Pharmacokinetic Studies on Oximes in Organophosphate Poisoning: A Mini Review

Abstract

Organophosphate (OP) poisoning is one of the most common causes of poisoning in developing countries especially in Southeastern Asia. Poisoning with phosphorus-containing organic chemicals or OP compounds can be managed with antidotes like oximes which are potential reactivators of acetylcholinesterase (AChE). The efficacy of oxime therapy in OP poisoned patients mainly depends upon various factors such as different dose plans, infusion rate of oximes, genetic differences of patients, type of oxime used and chemical nature of the OP compound ingested. Studies on pralidoxime kinetics in OP poisoned patients have shown that reactivation of AChE depends on the plasma concentration of oximes as well as OP compounds. The plasma concentration of oximes mainly depends on the dose plan from intermittent injection to continuous infusion after a loading dose.
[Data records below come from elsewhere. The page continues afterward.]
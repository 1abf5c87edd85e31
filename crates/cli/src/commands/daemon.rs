// SPDX-License-Identifier: MIT

//! `socketley daemon ...` — local process management: start/stop/
//! restart the `socketleyd` process, report whether it's running, and
//! tail its log file. Status is read from the lock-file pid rather
//! than a control-socket RPC, since the wire protocol has no
//! process-introspection command, only per-runtime ones.

use std::io::{BufRead, BufReader};
use std::time::{Duration, Instant};

use clap::Subcommand;

use crate::client::DaemonClient;
use crate::daemon_process;

#[derive(Subcommand)]
pub enum DaemonCommand {
    /// Start the daemon if it isn't already running
    Start,
    /// Stop the running daemon
    Stop,
    /// Check whether the daemon is running
    Status,
    /// Stop then start the daemon
    Restart,
    /// Show the daemon's log file
    Logs {
        #[arg(short = 'n', long, default_value = "200")]
        lines: usize,
    },
}

pub fn dispatch(cmd: DaemonCommand) -> i32 {
    match cmd {
        DaemonCommand::Start => start(),
        DaemonCommand::Stop => stop(),
        DaemonCommand::Status => status(),
        DaemonCommand::Restart => restart(),
        DaemonCommand::Logs { lines } => logs(lines),
    }
}

fn start() -> i32 {
    if DaemonClient::connect().is_ok() {
        println!("daemon already running");
        return 0;
    }
    match DaemonClient::connect_or_start() {
        Ok(_) => {
            println!("daemon started");
            0
        }
        Err(e) => {
            eprintln!("{e}");
            e.code
        }
    }
}

fn stop() -> i32 {
    if DaemonClient::connect().is_err() {
        println!("daemon not running");
        return 0;
    }
    if !daemon_process::signal_daemon(libc::SIGTERM) {
        eprintln!("could not signal daemon (no recorded pid, or it exited already)");
        return 2;
    }
    let deadline = Instant::now() + Duration::from_secs(5);
    while DaemonClient::connect().is_ok() {
        if Instant::now() >= deadline {
            eprintln!("daemon did not stop within 5s");
            return 2;
        }
        std::thread::sleep(Duration::from_millis(50));
    }
    println!("daemon stopped");
    0
}

fn restart() -> i32 {
    let code = stop();
    if code != 0 {
        return code;
    }
    start()
}

fn status() -> i32 {
    match DaemonClient::connect() {
        Ok(mut client) => match client.send_line("ls") {
            Ok((_, body)) => {
                let count = if body.is_empty() { 0 } else { body.lines().count() };
                println!("status: running");
                println!("runtimes: {count}");
                0
            }
            Err(e) => {
                eprintln!("{e}");
                e.code
            }
        },
        Err(_) => {
            println!("status: not running");
            0
        }
    }
}

fn logs(limit: usize) -> i32 {
    let log_dir = crate::env::state_dir().join("logs");
    let Some(path) = latest_log(&log_dir) else {
        println!("no log file found under {}", log_dir.display());
        return 0;
    };
    let file = match std::fs::File::open(&path) {
        Ok(f) => f,
        Err(e) => {
            eprintln!("failed to open {}: {e}", path.display());
            return 2;
        }
    };
    let all_lines: Vec<String> = match BufReader::new(file).lines().collect() {
        Ok(l) => l,
        Err(e) => {
            eprintln!("failed to read {}: {e}", path.display());
            return 2;
        }
    };
    let start = all_lines.len().saturating_sub(limit);
    for line in &all_lines[start..] {
        println!("{line}");
    }
    0
}

/// `tracing_appender::rolling::daily` names files `socketleyd.log.<date>`;
/// pick the lexicographically last, which is also the most recent.
fn latest_log(dir: &std::path::Path) -> Option<std::path::PathBuf> {
    let mut entries: Vec<_> = std::fs::read_dir(dir).ok()?.filter_map(|e| e.ok()).map(|e| e.path()).collect();
    entries.sort();
    entries.pop()
}
use super::*;
use serial_test::serial;

#[test]
#[serial]
fn state_dir_honors_explicit_override() {
    std::env::set_var("SOCKETLEY_STATE_DIR", "/tmp/sk-cli-test-state");
    assert_eq!(state_dir(), PathBuf::from("/tmp/sk-cli-test-state"));
    std::env::remove_var("SOCKETLEY_STATE_DIR");
}

#[test]
#[serial]
fn socket_path_honors_explicit_override() {
    std::env::set_var("SOCKETLEY_SOCKET_PATH", "/tmp/sk-cli-test.sock");
    assert_eq!(socket_path(), PathBuf::from("/tmp/sk-cli-test.sock"));
    std::env::remove_var("SOCKETLEY_SOCKET_PATH");
}

#[test]
#[serial]
fn ipc_timeout_defaults_to_five_seconds() {
    std::env::remove_var("SOCKETLEY_IPC_TIMEOUT_MS");
    assert_eq!(ipc_timeout(), Duration::from_secs(5));
}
The incontrovertible fact is that the intermittent dosing of oximes results in deep troughs in blood pralidoxime/oxime levels (BPL) whereas continuous infusion of oximes maintains steady state plasma concentrations. Many published literature also highlighted pralidoxime via continuous infusion results in better outcomes with minimum fluctuation in BPL compared to intermittent dosing. At therapeutic doses, adverse effects of oximes are reported to be minimal. But high BPL is associated with some common adverse effects including dizziness, blurred vision and diastolic hypertension. Considering all the facts, it is important to note that kinetic studies of oximes are useful not only in deciding the dose regimen, but also in predicting the possible side-effects.